▸ WORK TO COMPLETE
Leave out every line before the one that contains "deserialize and validate.". Please restate that line and the rest of the data word for word, through the end.

▸ INFORMATION GIVEN
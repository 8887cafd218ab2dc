//! Implementation of the line tokenizer
//!
//! Logos does the actual matching. This module adds what the grammar needs on top of it:
//! byte spans relative to the line, 1-based line/column positions, and recovery from
//! characters no token starts with (report, skip exactly one character, resume).

use crate::ebnf::error::LexicalError;
use crate::ebnf::lexer::tokens::Token;
use logos::Logos;
use serde::Serialize;
use std::fmt;
use std::ops::Range;

/// Type alias for token with its byte span inside the line
pub type TokenSpan = (Token, Range<usize>);

/// A single source line after tokenizing.
#[derive(Debug, Clone, PartialEq)]
pub struct TokenizedLine<'a> {
    pub text: &'a str,
    /// 1-based line number
    pub number: usize,
    pub tokens: Vec<TokenSpan>,
    pub errors: Vec<LexicalError>,
}

impl TokenizedLine<'_> {
    /// 1-based column of a byte offset inside this line
    pub fn column_at(&self, offset: usize) -> usize {
        column_at(self.text, offset)
    }

    /// Tokens of this line with their line/column positions
    pub fn located(&self) -> impl Iterator<Item = LocatedToken> + '_ {
        self.tokens.iter().map(move |(token, span)| LocatedToken {
            token: token.clone(),
            line: self.number,
            column: self.column_at(span.start),
        })
    }
}

/// A token with the position it starts at.
#[derive(Debug, Clone, PartialEq, Eq, Serialize)]
pub struct LocatedToken {
    pub token: Token,
    pub line: usize,
    pub column: usize,
}

impl fmt::Display for LocatedToken {
    fn fmt(&self, f: &mut fmt::Formatter<'_>) -> fmt::Result {
        write!(f, "{} at {}:{}", self.token, self.line, self.column)
    }
}

/// Every token of a multi-line source, plus the characters that were skipped.
#[derive(Debug, Clone, Default, PartialEq)]
pub struct TokenDump {
    pub tokens: Vec<LocatedToken>,
    pub errors: Vec<LexicalError>,
}

fn column_at(text: &str, offset: usize) -> usize {
    text.get(..offset)
        .map_or(offset, |prefix| prefix.chars().count())
        + 1
}

/// Tokenize one line. Invalid characters are reported and skipped one at a time.
pub fn tokenize_line(text: &str, number: usize) -> TokenizedLine<'_> {
    let mut tokens = Vec::new();
    let mut errors = Vec::new();

    // Byte offset of the current lexer's input inside `text`
    let mut offset = 0;
    let mut lexer = Token::lexer(text);

    loop {
        let result = match lexer.next() {
            Some(result) => result,
            None => break,
        };
        let span = lexer.span();
        let start = offset + span.start;

        match result {
            Ok(token) => tokens.push((token, start..offset + span.end)),
            Err(()) => {
                let Some(character) = text[start..].chars().next() else {
                    break;
                };
                let error = LexicalError::InvalidCharacter {
                    character,
                    line: number,
                    column: column_at(text, start),
                };
                log::warn!("Error: {}", error);
                errors.push(error);

                // Restart right after the offending character so logos never swallows more
                offset = start + character.len_utf8();
                lexer = Token::lexer(&text[offset..]);
            }
        }
    }

    TokenizedLine {
        text,
        number,
        tokens,
        errors,
    }
}

/// Tokenize a whole source text line by line
pub fn tokenize(source: &str) -> TokenDump {
    let mut dump = TokenDump::default();
    for (index, text) in source.lines().enumerate() {
        let line = tokenize_line(text, index + 1);
        dump.tokens.extend(line.located());
        dump.errors.extend(line.errors);
    }
    dump
}

/// Convenience function to tokenize a line and keep only the tokens
pub fn tokens_of(text: &str) -> Vec<Token> {
    tokenize_line(text, 1)
        .tokens
        .into_iter()
        .map(|(token, _)| token)
        .collect()
}
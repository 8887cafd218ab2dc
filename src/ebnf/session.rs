//! Per-input conversion session
//!
//! A [`Session`] owns the grammar builder of one input (usually one file) and drives
//! every line through tokenizer, parser and builder. Lexical errors are collected and
//! processing goes on; the first syntax error ends the session, and from then on the
//! session refuses further lines and produces no grammar.
//!
//! Independent inputs must each get their own session. Reusing one would carry names,
//! symbols and rules over from the previous input.

use crate::ebnf::error::{LexicalError, SyntaxError};
use crate::ebnf::grammar::{Grammar, GrammarBuilder};
use crate::ebnf::lexer::tokenize_line;
use crate::ebnf::parser::parse_line;

/// The result of a successful session
#[derive(Debug, Clone, PartialEq)]
pub struct Conversion {
    pub grammar: Grammar,
    /// Characters the tokenizer had to skip
    pub diagnostics: Vec<LexicalError>,
}

/// Converts the lines of one input into a grammar.
#[derive(Debug, Clone)]
pub struct Session {
    builder: GrammarBuilder,
    diagnostics: Vec<LexicalError>,
    failure: Option<SyntaxError>,
    line_number: usize,
}

impl Session {
    pub fn new() -> Self {
        Self::with_builder(GrammarBuilder::new())
    }

    /// A session whose synthesized non-terminals use `prefix`
    pub fn with_prefix(prefix: impl Into<String>) -> Self {
        Self::with_builder(GrammarBuilder::with_prefix(prefix))
    }

    fn with_builder(builder: GrammarBuilder) -> Self {
        Session {
            builder,
            diagnostics: Vec::new(),
            failure: None,
            line_number: 0,
        }
    }

    /// Process the next line of input. Lines are numbered from 1 in the order fed.
    pub fn feed_line(&mut self, text: &str) -> Result<(), SyntaxError> {
        if let Some(error) = &self.failure {
            return Err(error.clone());
        }
        self.line_number += 1;

        let tokenized = tokenize_line(text, self.line_number);
        self.diagnostics.extend(tokenized.errors.iter().cloned());

        match parse_line(&tokenized) {
            Ok(line) => {
                log::trace!("line {}: {:?}", self.line_number, line);
                line.apply(&mut self.builder);
                Ok(())
            }
            Err(error) => {
                log::debug!("session aborted: {}", error);
                self.failure = Some(error.clone());
                Err(error)
            }
        }
    }

    /// Process lines until the input ends or a syntax error stops the session.
    pub fn feed_lines<'a>(
        &mut self,
        lines: impl IntoIterator<Item = &'a str>,
    ) -> Result<(), SyntaxError> {
        for text in lines {
            self.feed_line(text)?;
        }
        Ok(())
    }

    /// Lexical errors collected so far
    pub fn diagnostics(&self) -> &[LexicalError] {
        &self.diagnostics
    }

    /// The grammar accumulated so far
    pub fn grammar(&self) -> &Grammar {
        self.builder.grammar()
    }

    /// End the session. Fails if any line had a syntax error.
    pub fn finish(self) -> Result<Conversion, SyntaxError> {
        if let Some(error) = self.failure {
            return Err(error);
        }
        Ok(Conversion {
            grammar: self.builder.finish(),
            diagnostics: self.diagnostics,
        })
    }
}

impl Default for Session {
    fn default() -> Self {
        Self::new()
    }
}

/// Convert a whole source text in a fresh session.
pub fn convert(source: &str) -> Result<Conversion, SyntaxError> {
    let mut session = Session::new();
    session.feed_lines(source.lines())?;
    session.finish()
}

/// Like [`convert`], with a custom prefix for synthesized non-terminals.
pub fn convert_with_prefix(source: &str, prefix: &str) -> Result<Conversion, SyntaxError> {
    let mut session = Session::with_prefix(prefix);
    session.feed_lines(source.lines())?;
    session.finish()
}
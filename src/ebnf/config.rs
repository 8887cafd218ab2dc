//! Converter configuration
//!
//! The defaults in `defaults/ebnf2bnf.default.toml` are compiled in. [`Loader`] puts
//! user TOML files and the command-line prefix on top of them, in that order, and
//! checks the merged result before handing out a [`ConverterConfig`].

use crate::ebnf::lexer::Token;
use config::builder::DefaultState;
use config::{Config, ConfigBuilder, ConfigError, File, FileFormat};
use logos::Logos;
use serde::Deserialize;
use std::path::Path;

const DEFAULT_TOML: &str = include_str!("../../defaults/ebnf2bnf.default.toml");

/// Top-level configuration consumed by the converter and its binary.
#[derive(Debug, Clone, Deserialize)]
pub struct ConverterConfig {
    pub naming: NamingConfig,
    pub output: OutputConfig,
    pub tokens: TokensConfig,
}

/// How synthesized non-terminals are named.
#[derive(Debug, Clone, Deserialize)]
pub struct NamingConfig {
    pub fresh_prefix: String,
}

impl NamingConfig {
    /// Synthesized names must not be writable as identifiers, or a user rule could
    /// silently add alternatives to a synthesized one.
    fn validate(&self) -> Result<(), ConfigError> {
        if self.fresh_prefix.is_empty() {
            return Err(ConfigError::Message(
                "naming.fresh_prefix must not be empty".to_string(),
            ));
        }
        let sample = format!("{}0", self.fresh_prefix);
        let mut lexer = Token::lexer(&sample);
        let spells_identifier = matches!(lexer.next(), Some(Ok(Token::NonTerminal(_))))
            && lexer.span() == (0..sample.len());
        if spells_identifier {
            return Err(ConfigError::Message(format!(
                "naming.fresh_prefix \"{}\" would let grammars name synthesized rules such as {}",
                self.fresh_prefix, sample
            )));
        }
        Ok(())
    }
}

/// Grammar output settings.
#[derive(Debug, Clone, Deserialize)]
pub struct OutputConfig {
    pub format: String,
    pub extension: String,
}

/// Token dump settings.
#[derive(Debug, Clone, Deserialize)]
pub struct TokensConfig {
    pub format: String,
    pub extension: String,
}

/// Builds a [`ConverterConfig`] from the defaults and whatever the caller layers on.
#[derive(Debug, Clone)]
pub struct Loader {
    builder: ConfigBuilder<DefaultState>,
}

impl Loader {
    pub fn new() -> Self {
        let defaults = File::from_str(DEFAULT_TOML, FileFormat::Toml);
        Loader {
            builder: Config::builder().add_source(defaults),
        }
    }

    /// Layer a TOML file that must exist.
    pub fn with_file(self, path: impl AsRef<Path>) -> Self {
        self.with_toml(path.as_ref(), true)
    }

    /// Layer a TOML file if it exists.
    pub fn with_optional_file(self, path: impl AsRef<Path>) -> Self {
        self.with_toml(path.as_ref(), false)
    }

    fn with_toml(mut self, path: &Path, required: bool) -> Self {
        log::debug!("config layer {} (required: {})", path.display(), required);
        let source = File::from(path).format(FileFormat::Toml).required(required);
        self.builder = self.builder.add_source(source);
        self
    }

    /// Override the fresh-name prefix, winning over every file layer.
    pub fn with_fresh_prefix(mut self, prefix: &str) -> Result<Self, ConfigError> {
        self.builder = self.builder.set_override("naming.fresh_prefix", prefix)?;
        Ok(self)
    }

    /// Merge the layers, deserialize and validate.
    pub fn build(self) -> Result<ConverterConfig, ConfigError> {
        let config: ConverterConfig = self.builder.build()?.try_deserialize()?;
        config.naming.validate()?;
        Ok(config)
    }
}

impl Default for Loader {
    fn default() -> Self {
        Self::new()
    }
}

/// The built-in defaults alone
pub fn load_defaults() -> Result<ConverterConfig, ConfigError> {
    Loader::new().build()
}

▸ SOLVED EXERCISE
    /// Merge the layers, deserialize and validate.
    pub fn build(self) -> Result<ConverterConfig, ConfigError> {
        let config: ConverterConfig = self.builder.build()?.try_deserialize()?;
        config.naming.validate()?;
        Ok(config)
    }
}

impl Default for Loader {
    fn default() -> Self {
        Self::new()
    }
}

/// The built-in defaults alone
pub fn load_defaults() -> Result<ConverterConfig, ConfigError> {
    Loader::new().build()
}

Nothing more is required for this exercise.